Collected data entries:

§

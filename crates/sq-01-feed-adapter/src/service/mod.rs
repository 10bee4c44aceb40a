//! Feed Adapter Service - Core orchestration
//!
//! ## Lock discipline
//!
//! One `parking_lot::RwLock` guards the subscription registry, the
//! pending-request queue and the liveness state together.
//!
//! | Path | Lock |
//! |------|------|
//! | subscribe / unsubscribe | write |
//! | epoch observation (every inbound message) | write |
//! | watchdog check, bus loss, bus (re)connected | write |
//! | inbound update delivery | read |
//! | dispatch round | read (queue pops are atomic) |
//!
//! No lock is held across an `.await`.

mod delivery;
mod dispatcher;
mod watchdog;


use std::sync::{Arc, Weak};

use parking_lot::RwLock;
use shared_bus::{
    BusHandler, GenerationCounter, GenerationToken, InboundListener, PoolError,
    ReconnectSupervisor, Transport, TransportError,
};
use shared_types::{ControlRequest, ItemName, ProducerEpoch, SubscriptionId};
use tokio::runtime::Handle;
use tracing::{debug, info, warn};

use feed_telemetry::metrics::{FEED_DOWN_EVENTS, UPDATES_DELIVERED};

use crate::config::AdapterConfig;
use crate::domain::{inactive_delta, inactive_snapshot, AdapterState, FeedStatus, Subscription};
use crate::error::{SubscriptionError, SubscriptionResult};
use crate::ports::{DataProvider, ItemEventListener};

/// Consumer-side end of the feed.
///
/// Always handled through an `Arc`: spawned units (reconnect supervisor,
/// watchdog, dispatch rounds) hold weak references back to the adapter.
pub struct FeedAdapter<L: ItemEventListener> {
    config: AdapterConfig,
    state: RwLock<AdapterState<L::Handle>>,
    bus: BusHandler,
    listener: Arc<L>,
    generations: GenerationCounter,
    runtime: Handle,
    me: Weak<Self>,
}

impl<L: ItemEventListener> FeedAdapter<L> {
    /// Create an adapter. Nothing happens on the bus until `start`.
    ///
    /// Spawned units run on `runtime`, so the adapter can be driven from
    /// any thread.
    pub fn new(
        config: AdapterConfig,
        transport: Arc<dyn Transport>,
        listener: Arc<L>,
        runtime: Handle,
    ) -> Result<Arc<Self>, PoolError> {
        let bus = BusHandler::new(transport, config.pool_batch)?;

        Ok(Arc::new_cyclic(|me| Self {
            config,
            state: RwLock::new(AdapterState::new()),
            bus,
            listener,
            generations: GenerationCounter::new(),
            runtime,
            me: me.clone(),
        }))
    }

    /// Register for inbound traffic and start connecting to the bus.
    pub fn start(&self) {
        let listener: Weak<dyn InboundListener> = self.me.clone();
        self.bus.set_listener(listener);
        info!("Feed adapter starting");
        self.start_reconnect();
    }

    /// Stop every spawned unit and close the bus session.
    pub fn shutdown(&self) {
        self.generations.invalidate();
        {
            let mut state = self.state.write();
            state.liveness.clear_epoch();
            state.liveness.set_bus_connected(false);
        }
        self.bus.reset();
        info!("Feed adapter stopped");
    }

    #[must_use]
    pub fn status(&self) -> FeedStatus {
        self.state.read().liveness.status()
    }

    #[must_use]
    pub fn producer_epoch(&self) -> Option<ProducerEpoch> {
        self.state.read().liveness.epoch()
    }

    #[must_use]
    pub fn subscription_count(&self) -> usize {
        self.state.read().registry.len()
    }

    /// Requests queued but not yet sent, front first.
    #[must_use]
    pub fn pending_requests(&self) -> Vec<ControlRequest> {
        self.state.read().pending.snapshot()
    }

    /// The bus handler, for pool statistics.
    #[must_use]
    pub fn bus(&self) -> &BusHandler {
        &self.bus
    }

    fn start_reconnect(&self) {
        let supervisor =
            ReconnectSupervisor::new(&self.generations, self.config.recovery_pause, "adapter");
        let token = supervisor.token();
        let reset_token = supervisor.token();
        let (for_reset, for_connect, for_connected) =
            (self.me.clone(), self.me.clone(), self.me.clone());

        supervisor.spawn(
            &self.runtime,
            move || {
                if let Some(adapter) = for_reset.upgrade() {
                    adapter.reset_bus(&reset_token);
                }
            },
            move || {
                let adapter = for_connect.upgrade();
                async move {
                    match adapter {
                        Some(adapter) => adapter.bus.connect().await,
                        None => Err(TransportError::NotReady),
                    }
                }
            },
            move || {
                if let Some(adapter) = for_connected.upgrade() {
                    adapter.on_connected(&token);
                }
            },
        );
    }

    /// Close the bus session for the supervisor holding `token`.
    ///
    /// A superseded supervisor must not tear down the session its successor
    /// may already have opened. Returns whether the session was reset.
    fn reset_bus(&self, token: &GenerationToken) -> bool {
        if !token.is_current() {
            debug!(generation = token.generation(), "Reset from a superseded supervisor skipped");
            return false;
        }
        self.bus.reset();
        true
    }

    fn on_connected(&self, token: &GenerationToken) {
        let mut state = self.state.write();
        if !token.is_current() {
            debug!("Connection from a superseded supervisor ignored");
            return;
        }
        state.liveness.set_bus_connected(true);
        info!(
            subscriptions = state.registry.len(),
            "Bus connected, waiting for producer heartbeat"
        );
    }

    /// Tell the consumer the item has no live data.
    ///
    /// A subscription that never produced a snapshot gets the full inactive
    /// snapshot; otherwise only the status field flips.
    fn deliver_inactive(&self, subscription: &Subscription<L::Handle>) {
        let is_snapshot = subscription.claim_snapshot();
        let fields = if is_snapshot {
            inactive_snapshot()
        } else {
            inactive_delta()
        };
        UPDATES_DELIVERED.with_label_values(&["inactive"]).inc();
        self.listener
            .on_update(subscription.handle(), &fields, is_snapshot);
    }

    /// The producer or the bus is gone. Caller holds the write lock.
    fn degrade(&self, state: &mut AdapterState<L::Handle>, cause: &'static str) {
        state.liveness.clear_epoch();
        FEED_DOWN_EVENTS.with_label_values(&[cause]).inc();
        info!(
            cause,
            subscriptions = state.registry.len(),
            "Feed no longer available"
        );

        for (_, subscription) in state.registry.iter() {
            self.deliver_inactive(subscription);
        }
    }
}

impl<L: ItemEventListener> DataProvider<L::Handle> for FeedAdapter<L> {
    fn subscribe(&self, item: &str, handle: L::Handle) -> SubscriptionResult<SubscriptionId> {
        let item = ItemName::parse(item)?;

        let (id, dispatch) = {
            let mut state = self.state.write();
            let (id, replaced) = state.registry.insert(item.clone(), handle);
            if let Some(previous) = replaced {
                debug!(item = %item, previous = %previous.id(), "Subscription replaced");
            }

            if state.liveness.is_feed_up() {
                state.pending.push(ControlRequest::Subscribe {
                    item: item.clone(),
                    id,
                });
                (id, true)
            } else {
                if let Some(subscription) = state.registry.get(&item) {
                    self.deliver_inactive(subscription);
                }
                (id, false)
            }
        };

        info!(item = %item, id = %id, "Subscribed");
        if dispatch {
            self.spawn_dispatch();
        }
        Ok(id)
    }

    fn unsubscribe(&self, item: &str) -> SubscriptionResult<()> {
        let not_subscribed = || SubscriptionError::NotSubscribed {
            item: item.to_string(),
        };
        let name = ItemName::parse(item).map_err(|_| not_subscribed())?;

        let (id, dispatch) = {
            let mut state = self.state.write();
            let removed = state.registry.remove(&name).ok_or_else(not_subscribed)?;

            let dispatch = state.liveness.is_feed_up();
            if dispatch {
                state.pending.push(ControlRequest::Unsubscribe {
                    item: name.clone(),
                    id: removed.id(),
                });
            }
            (removed.id(), dispatch)
        };

        info!(item = %name, id = %id, "Unsubscribed");
        if dispatch {
            self.spawn_dispatch();
        }
        Ok(())
    }

    fn is_snapshot_available(&self, _item: &str) -> bool {
        true
    }
}

impl<L: ItemEventListener> InboundListener for FeedAdapter<L> {
    fn on_message(&self, payload: &[u8]) {
        self.handle_payload(payload);
    }

    fn on_transport_error(&self, error: TransportError) {
        warn!(error = %error, "Bus connection lost");
        {
            let mut state = self.state.write();
            self.degrade(&mut state, "bus");
            state.liveness.set_bus_connected(false);
        }
        self.start_reconnect();
    }
}

impl<L: ItemEventListener> Drop for FeedAdapter<L> {
    fn drop(&mut self) {
        // Outstanding supervisors must not retry forever against a dead adapter.
        self.generations.invalidate();
    }
}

§

Work request
Only the lines that contain the string "generations" are to be copied from the records.

Result
    generations: GenerationCounter,
            generations: GenerationCounter::new(),
        self.generations.invalidate();
            ReconnectSupervisor::new(&self.generations, self.config.recovery_pause, "adapter");
        self.generations.invalidate();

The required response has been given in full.